Start of Block

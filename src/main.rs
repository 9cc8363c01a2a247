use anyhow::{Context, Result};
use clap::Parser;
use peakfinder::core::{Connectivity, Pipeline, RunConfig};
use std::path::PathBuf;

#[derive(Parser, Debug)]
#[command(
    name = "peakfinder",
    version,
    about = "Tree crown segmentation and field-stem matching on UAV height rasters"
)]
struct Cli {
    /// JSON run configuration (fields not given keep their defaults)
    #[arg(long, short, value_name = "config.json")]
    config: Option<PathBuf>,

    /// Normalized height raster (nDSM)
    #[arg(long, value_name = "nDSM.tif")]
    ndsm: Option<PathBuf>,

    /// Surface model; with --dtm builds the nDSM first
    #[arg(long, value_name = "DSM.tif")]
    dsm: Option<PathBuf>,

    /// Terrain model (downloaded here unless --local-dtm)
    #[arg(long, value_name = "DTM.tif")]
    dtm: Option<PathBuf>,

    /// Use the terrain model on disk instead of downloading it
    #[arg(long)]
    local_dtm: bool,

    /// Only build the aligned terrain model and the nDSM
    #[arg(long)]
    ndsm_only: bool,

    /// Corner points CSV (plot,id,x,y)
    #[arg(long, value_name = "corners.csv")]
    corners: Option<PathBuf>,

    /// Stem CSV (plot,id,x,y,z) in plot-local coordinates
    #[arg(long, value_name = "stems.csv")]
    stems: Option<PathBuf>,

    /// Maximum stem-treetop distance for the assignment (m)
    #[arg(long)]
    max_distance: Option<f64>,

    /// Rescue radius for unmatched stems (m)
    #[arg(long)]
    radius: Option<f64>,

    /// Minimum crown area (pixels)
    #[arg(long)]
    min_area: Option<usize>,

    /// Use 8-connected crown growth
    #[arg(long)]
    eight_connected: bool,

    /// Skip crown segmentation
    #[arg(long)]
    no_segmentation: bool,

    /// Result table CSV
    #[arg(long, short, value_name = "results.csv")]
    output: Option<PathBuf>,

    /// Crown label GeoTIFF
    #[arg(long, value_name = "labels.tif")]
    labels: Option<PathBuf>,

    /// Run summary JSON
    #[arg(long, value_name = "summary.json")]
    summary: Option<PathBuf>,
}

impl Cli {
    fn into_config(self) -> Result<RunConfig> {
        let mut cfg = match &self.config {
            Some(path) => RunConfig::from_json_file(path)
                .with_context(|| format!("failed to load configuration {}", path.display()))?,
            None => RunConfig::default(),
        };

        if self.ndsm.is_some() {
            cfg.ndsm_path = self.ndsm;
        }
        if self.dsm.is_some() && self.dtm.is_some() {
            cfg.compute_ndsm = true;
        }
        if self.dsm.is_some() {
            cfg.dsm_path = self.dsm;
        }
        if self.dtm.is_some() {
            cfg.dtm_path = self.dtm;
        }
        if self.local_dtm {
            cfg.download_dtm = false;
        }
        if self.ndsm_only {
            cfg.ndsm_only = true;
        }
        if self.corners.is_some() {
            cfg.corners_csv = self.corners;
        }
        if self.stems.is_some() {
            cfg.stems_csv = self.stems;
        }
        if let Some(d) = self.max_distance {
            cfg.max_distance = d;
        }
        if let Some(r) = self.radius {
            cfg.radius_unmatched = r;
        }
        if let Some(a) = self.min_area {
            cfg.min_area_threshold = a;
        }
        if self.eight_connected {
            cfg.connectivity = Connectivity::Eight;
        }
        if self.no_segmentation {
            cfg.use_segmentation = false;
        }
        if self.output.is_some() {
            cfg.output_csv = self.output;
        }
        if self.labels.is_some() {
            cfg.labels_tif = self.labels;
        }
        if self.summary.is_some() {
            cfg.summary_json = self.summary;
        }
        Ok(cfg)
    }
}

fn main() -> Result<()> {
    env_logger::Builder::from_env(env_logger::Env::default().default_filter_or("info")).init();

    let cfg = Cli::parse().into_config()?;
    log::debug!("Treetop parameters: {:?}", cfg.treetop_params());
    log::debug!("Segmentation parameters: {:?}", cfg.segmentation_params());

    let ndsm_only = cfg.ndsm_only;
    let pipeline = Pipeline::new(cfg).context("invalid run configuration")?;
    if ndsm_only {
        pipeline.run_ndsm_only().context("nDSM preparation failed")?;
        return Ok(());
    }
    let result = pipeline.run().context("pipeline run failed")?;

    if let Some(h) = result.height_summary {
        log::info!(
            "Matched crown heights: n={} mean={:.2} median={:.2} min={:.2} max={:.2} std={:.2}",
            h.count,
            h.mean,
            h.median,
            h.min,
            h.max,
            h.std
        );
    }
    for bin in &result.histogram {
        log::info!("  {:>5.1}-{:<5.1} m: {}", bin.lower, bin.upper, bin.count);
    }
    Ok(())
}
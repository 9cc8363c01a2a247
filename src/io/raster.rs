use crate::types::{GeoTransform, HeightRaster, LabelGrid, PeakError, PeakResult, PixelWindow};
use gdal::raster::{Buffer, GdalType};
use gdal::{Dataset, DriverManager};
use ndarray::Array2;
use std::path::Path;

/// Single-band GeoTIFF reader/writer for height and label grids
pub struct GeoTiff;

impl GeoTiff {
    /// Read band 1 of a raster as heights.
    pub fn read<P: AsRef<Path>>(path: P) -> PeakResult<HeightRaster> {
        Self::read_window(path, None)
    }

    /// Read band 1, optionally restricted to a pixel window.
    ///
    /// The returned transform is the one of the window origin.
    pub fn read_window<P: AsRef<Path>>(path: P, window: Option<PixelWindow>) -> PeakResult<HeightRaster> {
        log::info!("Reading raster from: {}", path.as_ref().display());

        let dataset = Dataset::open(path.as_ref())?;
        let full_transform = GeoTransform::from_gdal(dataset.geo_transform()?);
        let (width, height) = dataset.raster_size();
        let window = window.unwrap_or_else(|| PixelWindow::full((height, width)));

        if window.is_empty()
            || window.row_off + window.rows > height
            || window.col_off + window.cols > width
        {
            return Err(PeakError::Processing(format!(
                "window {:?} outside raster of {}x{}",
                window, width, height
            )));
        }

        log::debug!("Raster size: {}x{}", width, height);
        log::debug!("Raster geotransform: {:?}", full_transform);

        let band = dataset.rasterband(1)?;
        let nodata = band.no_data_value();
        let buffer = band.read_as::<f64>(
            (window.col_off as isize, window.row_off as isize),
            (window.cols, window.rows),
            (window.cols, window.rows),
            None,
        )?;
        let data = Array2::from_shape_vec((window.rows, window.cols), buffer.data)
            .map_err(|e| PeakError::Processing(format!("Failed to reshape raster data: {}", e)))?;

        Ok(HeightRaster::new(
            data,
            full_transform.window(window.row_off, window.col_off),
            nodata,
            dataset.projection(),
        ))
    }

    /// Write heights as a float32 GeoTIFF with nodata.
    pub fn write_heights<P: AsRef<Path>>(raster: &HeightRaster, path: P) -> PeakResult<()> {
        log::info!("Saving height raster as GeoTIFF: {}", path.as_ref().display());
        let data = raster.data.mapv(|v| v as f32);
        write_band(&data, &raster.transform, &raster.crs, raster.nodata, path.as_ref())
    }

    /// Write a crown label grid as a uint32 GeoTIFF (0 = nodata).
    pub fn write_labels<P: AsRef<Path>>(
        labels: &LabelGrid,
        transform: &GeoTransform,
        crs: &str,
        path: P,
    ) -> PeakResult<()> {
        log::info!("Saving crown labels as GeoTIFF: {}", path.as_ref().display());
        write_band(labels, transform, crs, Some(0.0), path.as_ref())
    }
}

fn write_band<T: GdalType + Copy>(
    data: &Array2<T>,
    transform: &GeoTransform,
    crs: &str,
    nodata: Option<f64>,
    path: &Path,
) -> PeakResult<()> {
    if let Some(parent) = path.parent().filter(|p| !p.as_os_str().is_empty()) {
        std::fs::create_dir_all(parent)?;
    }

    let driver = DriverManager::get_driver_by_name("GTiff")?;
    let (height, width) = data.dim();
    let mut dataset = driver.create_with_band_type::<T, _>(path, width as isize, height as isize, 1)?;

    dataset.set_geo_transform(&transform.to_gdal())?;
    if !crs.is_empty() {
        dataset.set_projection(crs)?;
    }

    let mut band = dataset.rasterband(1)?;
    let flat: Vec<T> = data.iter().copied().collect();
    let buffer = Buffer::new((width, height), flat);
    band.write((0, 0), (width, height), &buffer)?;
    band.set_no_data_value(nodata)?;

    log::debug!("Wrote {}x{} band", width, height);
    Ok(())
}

End of Block

## Problem to work on
Return nothing but the lines from the top of the records above through the line that has "in plot-local coordinates". Keep each one exact.

## Reply
filename src/main.rs
repository 9cc8363c01a2a247
use anyhow::{Context, Result};
use clap::Parser;
use peakfinder::core::{Connectivity, Pipeline, RunConfig};
use std::path::PathBuf;

#[derive(Parser, Debug)]
#[command(
    name = "peakfinder",
    version,
    about = "Tree crown segmentation and field-stem matching on UAV height rasters"
)]
struct Cli {
    /// JSON run configuration (fields not given keep their defaults)
    #[arg(long, short, value_name = "config.json")]
    config: Option<PathBuf>,

    /// Normalized height raster (nDSM)
    #[arg(long, value_name = "nDSM.tif")]
    ndsm: Option<PathBuf>,

    /// Surface model; with --dtm builds the nDSM first
    #[arg(long, value_name = "DSM.tif")]
    dsm: Option<PathBuf>,

    /// Terrain model (downloaded here unless --local-dtm)
    #[arg(long, value_name = "DTM.tif")]
    dtm: Option<PathBuf>,

    /// Use the terrain model on disk instead of downloading it
    #[arg(long)]
    local_dtm: bool,

    /// Only build the aligned terrain model and the nDSM
    #[arg(long)]
    ndsm_only: bool,

    /// Corner points CSV (plot,id,x,y)
    #[arg(long, value_name = "corners.csv")]
    corners: Option<PathBuf>,

    /// Stem CSV (plot,id,x,y,z) in plot-local coordinates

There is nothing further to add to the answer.